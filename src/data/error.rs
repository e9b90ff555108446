use std::{error::Error, fmt};

/// Ways the coordinate request can fail. All of them end the same way for the UI
/// (log it, show no markers) but they read differently in the log.
#[derive(Debug, Clone, PartialEq)]
pub enum FetchError {
    Network(String),
    Status(u16),
    Decode(String),
}

impl fmt::Display for FetchError {
    fn fmt(&self, f: &mut fmt::Formatter) -> fmt::Result {
        match self {
            FetchError::Network(msg) => write!(f, "Network error: {}", msg),
            FetchError::Status(code) => write!(f, "Server answered HTTP {}", code),
            FetchError::Decode(msg) => write!(f, "Malformed coordinate payload: {}", msg),
        }
    }
}

impl Error for FetchError {}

WORK TO COMPLETE —
Each line of the listing is to be repeated without alteration.

ANSWER AREA —
filename src/data/error.rs
repository e9b90ff555108446
use std::{error::Error, fmt};

/// Ways the coordinate request can fail. All of them end the same way for the UI
/// (log it, show no markers) but they read differently in the log.
#[derive(Debug, Clone, PartialEq)]
pub enum FetchError {
    Network(String),
    Status(u16),
    Decode(String),
}

impl fmt::Display for FetchError {
    fn fmt(&self, f: &mut fmt::Formatter) -> fmt::Result {
        match self {
            FetchError::Network(msg) => write!(f, "Network error: {}", msg),
            FetchError::Status(code) => write!(f, "Server answered HTTP {}", code),
            FetchError::Decode(msg) => write!(f, "Malformed coordinate payload: {}", msg),
        }
    }
}

impl Error for FetchError {}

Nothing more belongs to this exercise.